Le conflit sans fin du Haut-Karabakh

«
Nous sommes des femmes qui attendons le retour ou la mort de nos hommes.
»
: Sida Gazaryan devant la tombe de son mari Ararat au cimetière de Stepanakert. © Reuters
« Nous sommes des femmes qui attendons le retour ou la mort de nos hommes. » : Sida Gazaryan devant la tombe de son mari Ararat au cimetière de Stepanakert. © Reuters

analyse

Les combats qui se déroulent depuis plus de deux semaines au Haut-Karabakh entre Azéris et Arméniens ont déjà fait au moins 400 victimes et des dizaines de milliers de déplacés. L’exacerbation du conflit a atteint un nouveau sommet de violence depuis 30 ans. La tension et l’hostilité, relativement contenues ces dernières années, ont de nouveau éclaté.

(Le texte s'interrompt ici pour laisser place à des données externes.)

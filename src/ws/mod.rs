mod io;
pub mod manager;

use kameo::error::SendError;

use crate::core::WebSocketError;

pub use manager::*;

/// Collapse a failed `ask` into the crate error: handler errors pass through,
/// mailbox failures become [`WebSocketError::Actor`].
pub fn flatten_send_error<M>(err: SendError<M, WebSocketError>) -> WebSocketError {
    match err {
        SendError::HandlerError(err) => err,
        SendError::ActorNotRunning(_) | SendError::ActorStopped => {
            WebSocketError::Actor("connection manager is not running".to_string())
        }
        _ => WebSocketError::Actor("connection manager did not respond".to_string()),
    }
}
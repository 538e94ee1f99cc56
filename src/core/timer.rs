use std::future::Future;
use std::time::Duration;

use tokio::task::JoinHandle;
use tokio::time::{Instant, MissedTickBehavior, interval_at};

/// Owner of at most one pending timer task.
///
/// Arming replaces (and aborts) whatever was armed before. Every arm gets a
/// fresh id; a tick that reports a stale id came from a replaced timer and must
/// be ignored by the receiver.
#[derive(Debug, Default)]
pub struct TimerSlot {
    armed: Option<(u64, JoinHandle<()>)>,
    next_id: u64,
}

impl TimerSlot {
    pub fn new() -> Self {
        Self::default()
    }

    pub fn arm<F>(&mut self, spawn: F) -> u64
    where
        F: FnOnce(u64) -> JoinHandle<()>,
    {
        self.cancel();
        self.next_id = self.next_id.wrapping_add(1);
        let id = self.next_id;
        self.armed = Some((id, spawn(id)));
        id
    }

    /// Abort the pending timer. Returns whether one was armed.
    pub fn cancel(&mut self) -> bool {
        match self.armed.take() {
            Some((_, handle)) => {
                handle.abort();
                true
            }
            None => false,
        }
    }

    pub fn is_armed(&self) -> bool {
        self.armed.is_some()
    }

    pub fn is_current(&self, id: u64) -> bool {
        matches!(&self.armed, Some((armed, _)) if *armed == id)
    }

    /// Clear a one-shot timer that has fired. Returns false for stale ids.
    pub fn fired(&mut self, id: u64) -> bool {
        if self.is_current(id) {
            self.armed = None;
            true
        } else {
            false
        }
    }
}

impl Drop for TimerSlot {
    fn drop(&mut self) {
        self.cancel();
    }
}

/// Run `fire` once after `delay`.
pub fn spawn_after<F, Fut>(delay: Duration, fire: F) -> JoinHandle<()>
where
    F: FnOnce() -> Fut + Send + 'static,
    Fut: Future<Output = ()> + Send + 'static,
{
    tokio::spawn(async move {
        tokio::time::sleep(delay).await;
        fire().await;
    })
}

/// Run `tick` every `period`, first tick one period from now. Stops when
/// `tick` returns false.
pub fn spawn_every<F, Fut>(period: Duration, mut tick: F) -> JoinHandle<()>
where
    F: FnMut() -> Fut + Send + 'static,
    Fut: Future<Output = bool> + Send + 'static,
{
    tokio::spawn(async move {
        let mut ticker = interval_at(Instant::now() + period, period);
        ticker.set_missed_tick_behavior(MissedTickBehavior::Delay);
        loop {
            ticker.tick().await;
            if !tick().await {
                break;
            }
        }
    })
}
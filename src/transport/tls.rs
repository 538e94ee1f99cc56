use std::sync::{Arc, OnceLock};

use rustls::client::danger::{HandshakeSignatureValid, ServerCertVerified, ServerCertVerifier};
use rustls::crypto::{CryptoProvider, verify_tls12_signature, verify_tls13_signature};
use rustls::pki_types::{CertificateDer, ServerName, UnixTime};
use rustls::{ClientConfig, DigitallySignedStruct, SignatureScheme};

/// rustls 0.23 requires a process-level CryptoProvider selection.
///
/// If multiple dependencies enable both `rustls` providers (`ring` and `aws-lc-rs`),
/// rustls cannot infer a default and will panic during the first TLS config build.
pub fn install_rustls_crypto_provider() {
    static INSTALLED: OnceLock<()> = OnceLock::new();
    INSTALLED.get_or_init(|| {
        // Another component may already have installed one; that's fine.
        let _ = rustls::crypto::ring::default_provider().install_default();
    });
}

/// Client config that accepts any server certificate while still checking
/// handshake signatures. Only for endpoints the operator controls.
pub fn insecure_client_config() -> Arc<ClientConfig> {
    static CONFIG: OnceLock<Arc<ClientConfig>> = OnceLock::new();
    CONFIG
        .get_or_init(|| {
            install_rustls_crypto_provider();
            let provider = Arc::new(rustls::crypto::ring::default_provider());
            let verifier = AcceptAnyServerCert {
                provider: provider.clone(),
            };
            let config = ClientConfig::builder()
                .dangerous()
                .with_custom_certificate_verifier(Arc::new(verifier))
                .with_no_client_auth();
            Arc::new(config)
        })
        .clone()
}

#[derive(Debug)]
struct AcceptAnyServerCert {
    provider: Arc<CryptoProvider>,
}

impl ServerCertVerifier for AcceptAnyServerCert {
    fn verify_server_cert(
        &self,
        _end_entity: &CertificateDer<'_>,
        _intermediates: &[CertificateDer<'_>],
        _server_name: &ServerName<'_>,
        _ocsp_response: &[u8],
        _now: UnixTime,
    ) -> Result<ServerCertVerified, rustls::Error> {
        Ok(ServerCertVerified::assertion())
    }

    fn verify_tls12_signature(
        &self,
        message: &[u8],
        cert: &CertificateDer<'_>,
        dss: &DigitallySignedStruct,
    ) -> Result<HandshakeSignatureValid, rustls::Error> {
        verify_tls12_signature(
            message,
            cert,
            dss,
            &self.provider.signature_verification_algorithms,
        )
    }

    fn verify_tls13_signature(
        &self,
        message: &[u8],
        cert: &CertificateDer<'_>,
        dss: &DigitallySignedStruct,
    ) -> Result<HandshakeSignatureValid, rustls::Error> {
        verify_tls13_signature(
            message,
            cert,
            dss,
            &self.provider.signature_verification_algorithms,
        )
    }

    fn supported_verify_schemes(&self) -> Vec<SignatureScheme> {
        self.provider
            .signature_verification_algorithms
            .supported_schemes()
    }
}
pub mod activity;
pub mod circular_buffer;
pub mod config;
pub mod frame;
pub mod keepalive;
pub mod reconnect;
pub mod timer;
pub mod types;

pub use activity::*;
pub use circular_buffer::*;
pub use config::*;
pub use frame::*;
pub use keepalive::*;
pub use reconnect::*;
pub use timer::*;
pub use types::*;
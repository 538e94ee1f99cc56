use std::pin::Pin;
use std::sync::Arc;
use std::task::{Context, Poll};

use bytes::Bytes;
use futures_util::{Sink, Stream, StreamExt};
use http::{HeaderName, HeaderValue};
use tokio::net::TcpStream;
use tokio_tungstenite::{
    Connector, MaybeTlsStream, WebSocketStream, connect_async_tls_with_config,
    tungstenite::{
        Error as TungsteniteError, Message as TungsteniteMessage, Utf8Bytes,
        client::IntoClientRequest,
        protocol::{CloseFrame as TungCloseFrame, WebSocketConfig},
    },
};
use tracing::debug;

use super::tls::{insecure_client_config, install_rustls_crypto_provider};
use super::{WsConnectFuture, WsTransport};
use crate::core::{
    WebSocketBufferConfig, WebSocketError, WsCloseFrame, WsConnectRequest, WsFrame,
};

fn map_ws_error(context: &'static str, err: impl ToString) -> WebSocketError {
    WebSocketError::TransportFailure {
        context,
        error: err.to_string(),
    }
}

fn map_connect_error(err: TungsteniteError) -> WebSocketError {
    match err {
        TungsteniteError::Http(response) => {
            let status = response.status();
            let body = response
                .body()
                .as_ref()
                .filter(|b| !b.is_empty())
                .map(|b| String::from_utf8_lossy(b).into_owned());
            match body {
                Some(body) => WebSocketError::ConnectionFailed(format!(
                    "handshake rejected with HTTP {}: {body}",
                    status.as_u16()
                )),
                None => WebSocketError::ConnectionFailed(format!(
                    "handshake rejected with HTTP {}",
                    status.as_u16()
                )),
            }
        }
        other => map_ws_error("connect", other),
    }
}

fn close_to_core(frame: Option<TungCloseFrame>) -> Option<WsCloseFrame> {
    frame.map(|f| WsCloseFrame {
        code: u16::from(f.code),
        reason: AsRef::<Bytes>::as_ref(&f.reason).clone(),
    })
}

fn core_to_close(frame: WsCloseFrame) -> TungCloseFrame {
    let reason = Utf8Bytes::try_from(frame.reason).unwrap_or_else(|_| Utf8Bytes::from_static(""));
    TungCloseFrame {
        code: frame.code.into(),
        reason,
    }
}

fn msg_to_frame(msg: TungsteniteMessage) -> Option<WsFrame> {
    match msg {
        TungsteniteMessage::Text(text) => Some(WsFrame::Text(AsRef::<Bytes>::as_ref(&text).clone())),
        TungsteniteMessage::Binary(bytes) => Some(WsFrame::Binary(bytes)),
        TungsteniteMessage::Ping(bytes) => Some(WsFrame::Ping(bytes)),
        TungsteniteMessage::Pong(bytes) => Some(WsFrame::Pong(bytes)),
        TungsteniteMessage::Close(frame) => Some(WsFrame::Close(close_to_core(frame))),
        // Raw frames only surface when writing; never yielded by the reader.
        TungsteniteMessage::Frame(_) => None,
    }
}

fn frame_to_msg(frame: WsFrame) -> TungsteniteMessage {
    match frame {
        WsFrame::Text(bytes) => match Utf8Bytes::try_from(bytes.clone()) {
            Ok(text) => TungsteniteMessage::Text(text),
            Err(_) => TungsteniteMessage::Binary(bytes),
        },
        WsFrame::Binary(bytes) => TungsteniteMessage::Binary(bytes),
        WsFrame::Ping(bytes) => TungsteniteMessage::Ping(bytes),
        WsFrame::Pong(bytes) => TungsteniteMessage::Pong(bytes),
        WsFrame::Close(frame) => TungsteniteMessage::Close(frame.map(core_to_close)),
    }
}

/// `tokio-tungstenite` transport over rustls.
///
/// Without an explicit connector, `wss://` endpoints are verified against the
/// bundled webpki roots.
#[derive(Clone, Default)]
pub struct TungsteniteTransport {
    connector: Option<Connector>,
}

impl TungsteniteTransport {
    pub fn with_connector(connector: Connector) -> Self {
        Self {
            connector: Some(connector),
        }
    }

    pub fn rustls(config: Arc<rustls::ClientConfig>) -> Self {
        Self::with_connector(Connector::Rustls(config))
    }
}

type WsStream = WebSocketStream<MaybeTlsStream<TcpStream>>;

pub struct TungsteniteReader {
    inner: futures_util::stream::SplitStream<WsStream>,
}

impl Stream for TungsteniteReader {
    type Item = Result<WsFrame, WebSocketError>;

    fn poll_next(mut self: Pin<&mut Self>, cx: &mut Context<'_>) -> Poll<Option<Self::Item>> {
        loop {
            return match Pin::new(&mut self.inner).poll_next(cx) {
                Poll::Ready(Some(Ok(msg))) => match msg_to_frame(msg) {
                    Some(frame) => Poll::Ready(Some(Ok(frame))),
                    None => continue,
                },
                Poll::Ready(Some(Err(err))) => Poll::Ready(Some(Err(map_ws_error("read", err)))),
                Poll::Ready(None) => Poll::Ready(None),
                Poll::Pending => Poll::Pending,
            };
        }
    }
}

pub struct TungsteniteWriter {
    inner: futures_util::stream::SplitSink<WsStream, TungsteniteMessage>,
}

impl Sink<WsFrame> for TungsteniteWriter {
    type Error = WebSocketError;

    fn poll_ready(mut self: Pin<&mut Self>, cx: &mut Context<'_>) -> Poll<Result<(), Self::Error>> {
        Pin::new(&mut self.inner)
            .poll_ready(cx)
            .map_err(|e| map_ws_error("write", e))
    }

    fn start_send(mut self: Pin<&mut Self>, item: WsFrame) -> Result<(), Self::Error> {
        Pin::new(&mut self.inner)
            .start_send(frame_to_msg(item))
            .map_err(|e| map_ws_error("write", e))
    }

    fn poll_flush(mut self: Pin<&mut Self>, cx: &mut Context<'_>) -> Poll<Result<(), Self::Error>> {
        Pin::new(&mut self.inner)
            .poll_flush(cx)
            .map_err(|e| map_ws_error("write", e))
    }

    fn poll_close(mut self: Pin<&mut Self>, cx: &mut Context<'_>) -> Poll<Result<(), Self::Error>> {
        Pin::new(&mut self.inner)
            .poll_close(cx)
            .map_err(|e| map_ws_error("write", e))
    }
}

fn build_request(
    request: &WsConnectRequest,
) -> Result<http::Request<()>, WebSocketError> {
    let mut http_request = request
        .url
        .as_str()
        .into_client_request()
        .map_err(|e| map_ws_error("request", e))?;

    let headers = http_request.headers_mut();
    for (name, value) in &request.headers {
        let name = HeaderName::from_bytes(name.as_bytes()).map_err(|e| map_ws_error("header", e))?;
        let value = HeaderValue::from_str(value).map_err(|e| map_ws_error("header", e))?;
        headers.append(name, value);
    }
    Ok(http_request)
}

impl WsTransport for TungsteniteTransport {
    type Reader = TungsteniteReader;
    type Writer = TungsteniteWriter;

    fn connect(
        &self,
        request: WsConnectRequest,
        buffers: WebSocketBufferConfig,
    ) -> WsConnectFuture<Self::Reader, Self::Writer> {
        let connector = if request.tls.validate_certs {
            self.connector.clone()
        } else {
            Some(Connector::Rustls(insecure_client_config()))
        };

        Box::pin(async move {
            install_rustls_crypto_provider();

            let mut config = WebSocketConfig::default();
            config.max_message_size = Some(buffers.max_message_bytes);
            config.max_frame_size = Some(buffers.max_frame_bytes);
            config.write_buffer_size = buffers.write_buffer_bytes;
            config.max_write_buffer_size = buffers.max_write_buffer_bytes;

            let http_request = build_request(&request)?;
            debug!(url = %request.url, headers = request.headers.len(), "opening websocket");

            let (stream, response) =
                connect_async_tls_with_config(http_request, Some(config), false, connector)
                    .await
                    .map_err(map_connect_error)?;
            debug!(status = %response.status(), "websocket handshake complete");

            let (write, read) = stream.split();
            Ok((
                TungsteniteReader { inner: read },
                TungsteniteWriter { inner: write },
            ))
        })
    }
}
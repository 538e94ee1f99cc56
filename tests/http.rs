use std::sync::Arc;
use std::time::Duration;

use axum::Router;
use axum::body::{Body, to_bytes};
use axum::http::{Method, Request, StatusCode, header};
use debug_ws::core::{ConnectionConfig, WsFrame};
use debug_ws::http::{AppState, router};
use debug_ws::session::{ConfigStore, Notification, SessionArgs, SessionCoordinator};
use debug_ws::testing::{MockServer, MockTransport};
use futures_util::{SinkExt, StreamExt};
use sonic_rs::{JsonContainerTrait, JsonValueTrait, Value};
use tokio::net::TcpListener;
use tokio::sync::broadcast;
use tokio_tungstenite::connect_async;
use tokio_tungstenite::tungstenite::Message as TungMessage;
use tower::ServiceExt;

const WAIT: Duration = Duration::from_secs(30);

async fn app() -> (Router, MockServer) {
    let (transport, server) = MockTransport::channel_pair();
    let (tx, _rx) = broadcast::channel::<Notification>(64);
    let session = SessionCoordinator::start(SessionArgs {
        defaults: ConnectionConfig {
            url: "ws://mock.test/socket".into(),
            inactivity_timeout: 0,
            ..ConnectionConfig::default()
        },
        store: ConfigStore::memory(),
        sink: Arc::new(tx.clone()),
        ..SessionArgs::new(transport)
    })
    .await;
    (router(AppState::new(session, tx)), server)
}

async fn call(app: &Router, method: Method, uri: &str, body: Option<&str>) -> (StatusCode, Value) {
    let mut request = Request::builder().method(method).uri(uri);
    if body.is_some() {
        request = request.header(header::CONTENT_TYPE, "application/json");
    }
    let request = request
        .body(body.map(|b| Body::from(b.to_string())).unwrap_or_else(Body::empty))
        .expect("request");
    let response = app.clone().oneshot(request).await.expect("response");
    let status = response.status();
    let bytes = to_bytes(response.into_body(), usize::MAX).await.expect("body");
    let json = sonic_rs::from_slice(&bytes).expect("json body");
    (status, json)
}

/// Paused time advances only once the event pump has gone idle.
async fn settle() {
    tokio::time::sleep(Duration::from_millis(1)).await;
}

#[tokio::test(start_paused = true)]
async fn status_reports_a_closed_connection() {
    let (app, _server) = app().await;
    let (status, body) = call(&app, Method::GET, "/api/status", None).await;

    assert_eq!(status, StatusCode::OK);
    assert_eq!(body.get("state").and_then(|v| v.as_str()), Some("CLOSED"));
    assert_eq!(body.get("messageCount").and_then(|v| v.as_u64()), Some(0));
    assert_eq!(body.get("keepAliveRunning").and_then(|v| v.as_bool()), Some(false));
    let config = body.get("config").expect("config");
    assert_eq!(
        config.get("url").and_then(|v| v.as_str()),
        Some("ws://mock.test/socket")
    );
}

#[tokio::test(start_paused = true)]
async fn invalid_config_returns_every_error() {
    let (app, _server) = app().await;
    let (status, body) = call(
        &app,
        Method::POST,
        "/api/config",
        Some(r#"{"url":"http://x","reconnectDelay":5}"#),
    )
    .await;

    assert_eq!(status, StatusCode::BAD_REQUEST);
    assert_eq!(body.get("success").and_then(|v| v.as_bool()), Some(false));
    let errors = body.get("errors").and_then(|v| v.as_array()).expect("errors");
    assert_eq!(errors.len(), 2);

    let (status, _) = call(&app, Method::POST, "/api/config", Some("{not json")).await;
    assert_eq!(status, StatusCode::BAD_REQUEST);
}

#[tokio::test(start_paused = true)]
async fn config_update_is_visible_in_status() {
    let (app, _server) = app().await;
    let (status, body) = call(
        &app,
        Method::POST,
        "/api/config",
        Some(r#"{"keepAliveMode":"ping","keepAliveInterval":2000}"#),
    )
    .await;
    assert_eq!(status, StatusCode::OK, "{body:?}");

    let (_, body) = call(&app, Method::GET, "/api/status", None).await;
    let config = body.get("config").expect("config");
    assert_eq!(
        config.get("keepAliveMode").and_then(|v| v.as_str()),
        Some("protocol-ping")
    );
    assert_eq!(config.get("keepAliveInterval").and_then(|v| v.as_u64()), Some(2000));
}

#[tokio::test(start_paused = true)]
async fn send_requires_data_and_an_open_connection() {
    let (app, _server) = app().await;

    let (status, body) = call(&app, Method::POST, "/api/send", Some("{}")).await;
    assert_eq!(status, StatusCode::BAD_REQUEST);
    assert_eq!(body.get("error").and_then(|v| v.as_str()), Some("data is required"));

    let (status, body) = call(&app, Method::POST, "/api/send", Some(r#"{"data":"hi"}"#)).await;
    assert_eq!(status, StatusCode::BAD_REQUEST);
    assert_eq!(body.get("error").and_then(|v| v.as_str()), Some("not connected"));

    let (status, body) = call(&app, Method::POST, "/api/keepalive/start", None).await;
    assert_eq!(status, StatusCode::BAD_REQUEST);
    assert_eq!(body.get("error").and_then(|v| v.as_str()), Some("not connected"));
}

#[tokio::test(start_paused = true)]
async fn connect_send_and_read_the_journal() {
    let (app, mut server) = app().await;

    let (status, body) = call(&app, Method::POST, "/api/connect", None).await;
    assert_eq!(status, StatusCode::OK, "{body:?}");
    let mut peer = server.accept_timeout(WAIT).await.expect("peer");
    settle().await;

    let (status, _) = call(
        &app,
        Method::POST,
        "/api/send",
        Some(r#"{"data":{"op":"sub"},"format":"json"}"#),
    )
    .await;
    assert_eq!(status, StatusCode::OK);
    assert_eq!(
        peer.recv_timeout(WAIT).await,
        Some(WsFrame::text(r#"{"op":"sub"}"#))
    );

    peer.send_text("ack").expect("inbound");
    settle().await;

    let (status, body) = call(&app, Method::GET, "/api/messages?kind=received", None).await;
    assert_eq!(status, StatusCode::OK);
    let entries = body.get("data").and_then(|v| v.as_array()).expect("entries");
    assert_eq!(entries.len(), 1);
    assert_eq!(entries[0].get("payload").and_then(|v| v.as_str()), Some("ack"));
    assert_eq!(entries[0].get("kind").and_then(|v| v.as_str()), Some("received"));

    let (_, body) = call(&app, Method::GET, "/api/messages?limit=1", None).await;
    let entries = body.get("data").and_then(|v| v.as_array()).expect("entries");
    assert_eq!(entries.len(), 1);

    let (status, _) = call(&app, Method::DELETE, "/api/messages", None).await;
    assert_eq!(status, StatusCode::OK);
    let (_, body) = call(&app, Method::GET, "/api/messages", None).await;
    assert!(body.get("data").and_then(|v| v.as_array()).expect("entries").is_empty());

    let (status, _) = call(&app, Method::POST, "/api/disconnect", None).await;
    assert_eq!(status, StatusCode::OK);
    assert_eq!(
        peer.recv_timeout(WAIT).await,
        Some(WsFrame::close(1000, "client disconnect"))
    );
}

#[tokio::test(start_paused = true)]
async fn multipart_upload_is_sent_as_a_file_message() {
    let (app, mut server) = app().await;
    call(&app, Method::POST, "/api/connect", None).await;
    let mut peer = server.accept_timeout(WAIT).await.expect("peer");
    settle().await;

    let boundary = "XBOUNDARYX";
    let body = format!(
        "--{boundary}\r\n\
         Content-Disposition: form-data; name=\"file\"; filename=\"data.json\"\r\n\
         Content-Type: application/json\r\n\r\n\
         {{\"a\":1}}\r\n\
         --{boundary}\r\n\
         Content-Disposition: form-data; name=\"metadata\"\r\n\r\n\
         {{\"room\":\"lobby\"}}\r\n\
         --{boundary}--\r\n"
    );
    let request = Request::builder()
        .method(Method::POST)
        .uri("/api/send-file")
        .header(
            header::CONTENT_TYPE,
            format!("multipart/form-data; boundary={boundary}"),
        )
        .body(Body::from(body))
        .expect("request");
    let response = app.clone().oneshot(request).await.expect("response");
    assert_eq!(response.status(), StatusCode::OK);
    let bytes = to_bytes(response.into_body(), usize::MAX).await.expect("body");
    let reply: Value = sonic_rs::from_slice(&bytes).expect("json");
    let info = reply.get("fileInfo").expect("fileInfo");
    assert_eq!(info.get("mimeType").and_then(|v| v.as_str()), Some("application/json"));
    assert_eq!(info.get("size").and_then(|v| v.as_u64()), Some(7));

    let Some(WsFrame::Text(raw)) = peer.recv_timeout(WAIT).await else {
        panic!("expected a text frame");
    };
    let sent: Value = sonic_rs::from_slice(&raw).expect("json");
    assert_eq!(sent.get("type").and_then(|v| v.as_str()), Some("file"));
    assert_eq!(sent.get("room").and_then(|v| v.as_str()), Some("lobby"));
}

#[tokio::test(start_paused = true)]
async fn events_endpoint_streams_server_sent_events() {
    let (app, _server) = app().await;
    let request = Request::builder()
        .uri("/api/events")
        .body(Body::empty())
        .expect("request");
    let response = app.oneshot(request).await.expect("response");

    assert_eq!(response.status(), StatusCode::OK);
    let content_type = response
        .headers()
        .get(header::CONTENT_TYPE)
        .and_then(|v| v.to_str().ok())
        .unwrap_or_default();
    assert!(content_type.starts_with("text/event-stream"));
}

async fn next_reply<S>(socket: &mut S) -> Value
where
    S: futures_util::Stream<Item = Result<TungMessage, tokio_tungstenite::tungstenite::Error>> + Unpin,
{
    loop {
        let frame = tokio::time::timeout(WAIT, socket.next())
            .await
            .expect("timed out waiting for reply")
            .expect("channel open")
            .expect("frame");
        if let TungMessage::Text(text) = frame {
            return sonic_rs::from_str(text.as_str()).expect("json reply");
        }
    }
}

#[tokio::test]
async fn websocket_channel_answers_heartbeat_commands() {
    let (transport, mut server) = MockTransport::channel_pair();
    let (tx, _rx) = broadcast::channel::<Notification>(64);
    let session = SessionCoordinator::start(SessionArgs {
        defaults: ConnectionConfig {
            url: "ws://mock.test/socket".into(),
            inactivity_timeout: 0,
            ..ConnectionConfig::default()
        },
        store: ConfigStore::memory(),
        sink: Arc::new(tx.clone()),
        ..SessionArgs::new(transport)
    })
    .await;

    let listener = TcpListener::bind("127.0.0.1:0").await.expect("bind");
    let addr = listener.local_addr().expect("addr");
    tokio::spawn(debug_ws::http::serve(
        listener,
        AppState::new(session.clone(), tx),
        std::future::pending(),
    ));
    let (mut socket, _) = connect_async(format!("ws://{addr}/ws"))
        .await
        .expect("front-end channel");

    let heartbeat = r#"{"type":"heartbeat","action":"send"}"#;
    socket.send(TungMessage::text(heartbeat)).await.expect("send");
    let reply = next_reply(&mut socket).await;
    assert_eq!(reply.get("type").and_then(|v| v.as_str()), Some("heartbeat"));
    assert_eq!(reply.get("action").and_then(|v| v.as_str()), Some("result"));
    assert_eq!(reply.get("success").and_then(|v| v.as_bool()), Some(false));
    assert_eq!(reply.get("error").and_then(|v| v.as_str()), Some("not connected"));

    socket.send(TungMessage::text("{oops")).await.expect("send");
    let reply = next_reply(&mut socket).await;
    assert_eq!(reply.get("type").and_then(|v| v.as_str()), Some("error"));
    assert!(reply.get("message").and_then(|v| v.as_str()).is_some());

    assert!(session.connect(None).await.success);
    let mut peer = server.accept_timeout(WAIT).await.expect("peer");
    tokio::time::sleep(Duration::from_millis(50)).await;

    // Unknown commands get no reply, so the next reply belongs to the heartbeat.
    socket
        .send(TungMessage::text(r#"{"type":"status"}"#))
        .await
        .expect("send");
    socket.send(TungMessage::text(heartbeat)).await.expect("send");
    let reply = next_reply(&mut socket).await;
    assert_eq!(reply.get("type").and_then(|v| v.as_str()), Some("heartbeat"));
    assert_eq!(reply.get("success").and_then(|v| v.as_bool()), Some(true));
    assert!(reply.get("error").expect("error key").is_null());
    assert_eq!(peer.recv_timeout(WAIT).await, Some(WsFrame::text("ping")));
}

Cette guerre est, d’une part, le fruit de conflits non résolus, de crimes non réglés et de la fierté ; et, d’autre part, de crises politiques et économiques. Aujourd’hui, les enfants doivent régler les dettes impayées de leurs parents et sont envoyés au front pour poursuivre une guerre que leur ont léguée leurs ancêtres.